Background
Hydroxyapatite nanocrystal (HN) deposition underlies the development of vascular calcification, which is an actively regulated process resembling bone formation. This study investigated the role of HNs in inducing osteogenic differentiation of primary human aortic smooth muscle cells (HASMCs).
Conclusions
These findings suggest that HNs stimulated osteogenic differentiation of vascular smooth muscle cells that build biomineralized deposits partly by activating oxidative stress and the ERK pathway.
Methods
Primary HASMCs were incubated with HNs, cell osteogenic differentiation was evaluated by von kossa staining and calcium content. The expressions of SM-α-actin and bone markers, including runt-related transcription factor 2 (Runx2), osteopontin (OPN), osterix, and collagen 1 (COL1) were also determined.
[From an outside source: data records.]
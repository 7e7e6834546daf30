//! Recursive crawl engine
//!
//! One [`SiteCrawler`] crawls one site for one run. It owns the run's visited
//! set, so every URL is fetched at most once no matter how many concurrently
//! running branches discover it.
//!
//! # Page Flow
//!
//! 1. Reject pages deeper than `max_depth`
//! 2. Normalize the URL and apply the allowed-domain filter
//! 3. Test-and-insert into the visited set (a single locked step)
//! 4. Fetch through the site's [`FetchClient`], dropping responses that were
//!    redirected outside the allowed domains
//! 5. Hand the response to the [`ContentProcessor`]
//! 6. For HTML, crawl every same-host link at `depth + 1`, all at once, and
//!    wait for all of them
//! 7. Run the variant's follow-up probe, if any
//!
//! Every failure along the way skips the branch; nothing aborts the site.

use futures::future::{join_all, BoxFuture, FutureExt};
use std::collections::HashSet;
use std::path::PathBuf;
use std::sync::atomic::{AtomicUsize, Ordering};
use std::sync::{Arc, Mutex, PoisonError};
use tracing::{debug, info, warn};
use url::Url;

use crate::config::{CrawlerSettings, SiteSpec};
use crate::content::{
    truncate_preview, ContentProcessor, DocumentFormat, ProcessedContent, TextExtractor,
    PREVIEW_CHARS,
};
use crate::crawler::fetcher::{FetchClient, FetchResult};
use crate::crawler::variant::{CrawlVariant, PageMode};
use crate::state::SiteType;
use crate::storage::{PageEntry, RunLedger};
use crate::url::{extract_domain, is_allowed_url, normalize_url, registered_domain};

/// The collaborators shared by every site crawl of a run
#[derive(Clone)]
pub struct CrawlServices {
    pub processor: Arc<dyn ContentProcessor>,
    pub extractor: Arc<dyn TextExtractor>,
    /// Root output directory; each host gets a subdirectory
    pub output_dir: PathBuf,
    pub ledger: Option<RunLedger>,
}

impl CrawlServices {
    pub fn new(
        processor: Arc<dyn ContentProcessor>,
        extractor: Arc<dyn TextExtractor>,
        output_dir: impl Into<PathBuf>,
    ) -> Self {
        Self {
            processor,
            extractor,
            output_dir: output_dir.into(),
            ledger: None,
        }
    }

    pub fn with_ledger(mut self, ledger: RunLedger) -> Self {
        self.ledger = Some(ledger);
        self
    }
}

/// The result of crawling one page
#[derive(Debug, Clone)]
pub struct PageOutcome {
    /// Normalized URL of the page
    pub url: Url,
    pub depth: u32,
    pub content: ProcessedContent,
    /// Text preview, only produced by the PDF variant
    pub extracted_text: Option<String>,
}

/// Crawls a single site
pub struct SiteCrawler {
    site: SiteSpec,
    site_type: SiteType,
    variant: CrawlVariant,
    max_depth: u32,
    allowed_domains: Vec<String>,
    client: Arc<FetchClient>,
    services: CrawlServices,
    visited: Mutex<HashSet<String>>,
    pages_processed: AtomicUsize,
}

impl SiteCrawler {
    /// Creates a crawler for `site` using the variant for `site_type`
    ///
    /// # Arguments
    ///
    /// * `site` - The site being crawled
    /// * `site_type` - The resolved site type
    /// * `settings` - Crawler settings (`max_depth` is read here)
    /// * `client` - This site's fetch client
    /// * `services` - Content collaborators and the ledger
    pub fn new(
        site: SiteSpec,
        site_type: SiteType,
        settings: &CrawlerSettings,
        client: Arc<FetchClient>,
        services: CrawlServices,
    ) -> Self {
        let allowed_domains = site.effective_allowed_domains();

        Self {
            variant: CrawlVariant::for_site_type(site_type),
            site,
            site_type,
            max_depth: settings.max_depth,
            allowed_domains,
            client,
            services,
            visited: Mutex::new(HashSet::new()),
            pages_processed: AtomicUsize::new(0),
        }
    }

    pub fn site(&self) -> &SiteSpec {
        &self.site
    }

    pub fn variant(&self) -> CrawlVariant {
        self.variant
    }

    /// Number of URLs accepted for fetching so far
    pub fn visited_count(&self) -> usize {
        self.visited.lock().unwrap_or_else(PoisonError::into_inner).len()
    }

    /// Number of pages fetched and processed so far
    pub fn pages_processed(&self) -> usize {
        self.pages_processed.load(Ordering::Relaxed)
    }

    /// Crawls the site from its configured root URL
    pub async fn crawl_site(&self) -> Option<PageOutcome> {
        let domain = normalize_url(&self.site.url)
            .ok()
            .and_then(|root| registered_domain(&root));
        info!(
            site = %self.site.url,
            domain = domain.as_deref().unwrap_or("unknown"),
            variant = self.variant.as_str(),
            max_depth = self.max_depth,
            "Starting site crawl"
        );
        let outcome = self.crawl(&self.site.url, 0).await;
        info!(
            site = %self.site.url,
            pages = self.pages_processed(),
            "Site crawl finished"
        );
        outcome
    }

    /// Crawls `url` at `depth` with this crawler's variant
    ///
    /// Returns `None` when the page was skipped: too deep, outside the allowed
    /// domains, already visited, failed to fetch, or not applicable to the
    /// variant. Children are crawled before this returns.
    pub fn crawl<'a>(&'a self, url: &'a str, depth: u32) -> BoxFuture<'a, Option<PageOutcome>> {
        async move {
            let behavior = self.variant.behavior();

            let outcome = match behavior.mode {
                PageMode::Traverse => self.crawl_page(url, depth).await,
                PageMode::SingleDocument => self.crawl_document(url, depth).await,
            };

            if let Some(probe) = behavior.follow_up {
                if probe.applies(depth, self.site.include_pdf) {
                    let probe_url = normalize_url(url)
                        .ok()
                        .and_then(|base| base.join(probe.path).ok());
                    if let Some(probe_url) = probe_url {
                        debug!(url = %probe_url, path = probe.path, "Follow-up probe");
                        // Generic path: the probed page does not trigger another probe
                        self.crawl_page(probe_url.as_str(), depth + 1).await;
                    }
                }
            }

            outcome
        }
        .boxed()
    }

    /// Steps 1-3: returns the normalized URL if this call owns the fetch
    fn accept(&self, url: &str, depth: u32) -> Option<Url> {
        if self.client.cancellation_token().is_cancelled() {
            return None;
        }

        if depth > self.max_depth {
            debug!(url = %url, depth, "Depth limit exceeded");
            return None;
        }

        let normalized = match normalize_url(url) {
            Ok(u) => u,
            Err(e) => {
                debug!(url = %url, error = %e, "Skipping unparseable URL");
                return None;
            }
        };

        if !is_allowed_url(&normalized, &self.allowed_domains) {
            debug!(url = %normalized, "Domain not allowed");
            return None;
        }

        let inserted = self
            .visited
            .lock()
            .unwrap_or_else(PoisonError::into_inner)
            .insert(normalized.to_string());
        if !inserted {
            return None;
        }

        Some(normalized)
    }

    /// The generic page algorithm; child links go back through [`Self::crawl`]
    async fn crawl_page(&self, url: &str, depth: u32) -> Option<PageOutcome> {
        let normalized = self.accept(url, depth)?;
        debug!(url = %normalized, depth, "Crawling");

        let result = self.fetch(&normalized).await?;

        let content = self.process(&normalized, &result).await;

        if result.is_html() {
            let links = match self
                .services
                .processor
                .extract_links(&result.text(), &result.url)
            {
                Ok(links) => links,
                Err(e) => {
                    warn!(url = %normalized, error = %e, "Link extraction failed");
                    Vec::new()
                }
            };

            let page_host = extract_domain(&normalized);
            let children: Vec<String> = links
                .into_iter()
                .filter(|link| extract_domain(link) == page_host)
                .map(|link| link.to_string())
                .collect();

            debug!(url = %normalized, children = children.len(), "Following links");
            join_all(children.iter().map(|link| self.crawl(link, depth + 1))).await;
        }

        Some(PageOutcome {
            url: normalized,
            depth,
            content,
            extracted_text: None,
        })
    }

    /// The single-document algorithm used for PDF sites
    async fn crawl_document(&self, url: &str, depth: u32) -> Option<PageOutcome> {
        if depth > 0 {
            return None;
        }

        let normalized = self.accept(url, depth)?;
        info!(url = %normalized, "Fetching document");

        let result = self.fetch(&normalized).await?;

        if !result.is_pdf() {
            warn!(
                url = %normalized,
                content_type = %result.content_type,
                "Expected a PDF document"
            );
            return None;
        }

        let extracted_text = self
            .services
            .extractor
            .extract_text(DocumentFormat::Pdf, &result.body)
            .await
            .map(|text| truncate_preview(&text, PREVIEW_CHARS));

        let content = self.process(&normalized, &result).await;

        Some(PageOutcome {
            url: normalized,
            depth,
            content,
            extracted_text,
        })
    }

    /// Step 4: fetch, keeping only responses that ended on an allowed host
    async fn fetch(&self, url: &Url) -> Option<FetchResult> {
        let result = match self.client.fetch(url).await {
            Ok(result) => result,
            Err(e) => {
                debug!(url = %url, error = %e, "Fetch produced no result");
                return None;
            }
        };

        if !is_allowed_url(&result.url, &self.allowed_domains) {
            warn!(url = %url, final_url = %result.url, "Redirected outside allowed domains");
            return None;
        }

        Some(result)
    }

    /// Step 5: persist the response and record it in the ledger
    async fn process(&self, url: &Url, result: &FetchResult) -> ProcessedContent {
        let destination = self.destination_for(url);

        let content = match self
            .services
            .processor
            .process_content(result, &destination)
            .await
        {
            Ok(content) => content,
            Err(e) => {
                warn!(url = %url, error = %e, "Content processing failed");
                ProcessedContent::unsaved(result)
            }
        };

        self.pages_processed.fetch_add(1, Ordering::Relaxed);
        self.record(url, &content);
        content
    }

    fn record(&self, url: &Url, content: &ProcessedContent) {
        let Some(ledger) = &self.services.ledger else {
            return;
        };

        let entry = PageEntry {
            site_url: self.site.url.clone(),
            url: url.to_string(),
            site_type: self.site_type,
            status_code: Some(content.status_code),
            content_type: Some(content.content_type.clone()).filter(|c| !c.is_empty()),
            saved_path: content
                .saved_path
                .as_deref()
                .map(|p| p.display().to_string()),
            title: content.title().map(str::to_string),
        };

        if let Err(e) = ledger.record(&entry) {
            warn!(url = %url, error = %e, "Failed to record page in ledger");
        }
    }

    /// `<output_dir>/<host>`; a non-default port is appended as `_<port>`
    fn destination_for(&self, url: &Url) -> PathBuf {
        let host = extract_domain(url).unwrap_or_else(|| "unknown-host".to_string());
        let dir = match url.port() {
            Some(port) => format!("{}_{}", host, port),
            None => host,
        };
        self.services.output_dir.join(dir)
    }
}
Antioxidants, ERK-specific inhibitor were used to examine whether oxidative stress and the ERK pathway were required for this transition.
Results
Stimulation of HASMCs with HNs increased calcium deposition, expression of bone markers and decreased SM-α-actin expression. HNs produced reactive oxygen species (ROS) in HASMCs, as evaluated by fluorescent probe. Antioxidants inhibited HN-induced osteogenic differentiation. Furthermore, the inhibitor of the ERK pathway, PD98059, suppressed the effect of HNs on bone marker expression. Conclusions: These findings suggest that HNs stimulated osteogenic differentiation of vascular smooth muscle cells that build biomineralized deposits partly by activating oxidative stress and the ERK pathway.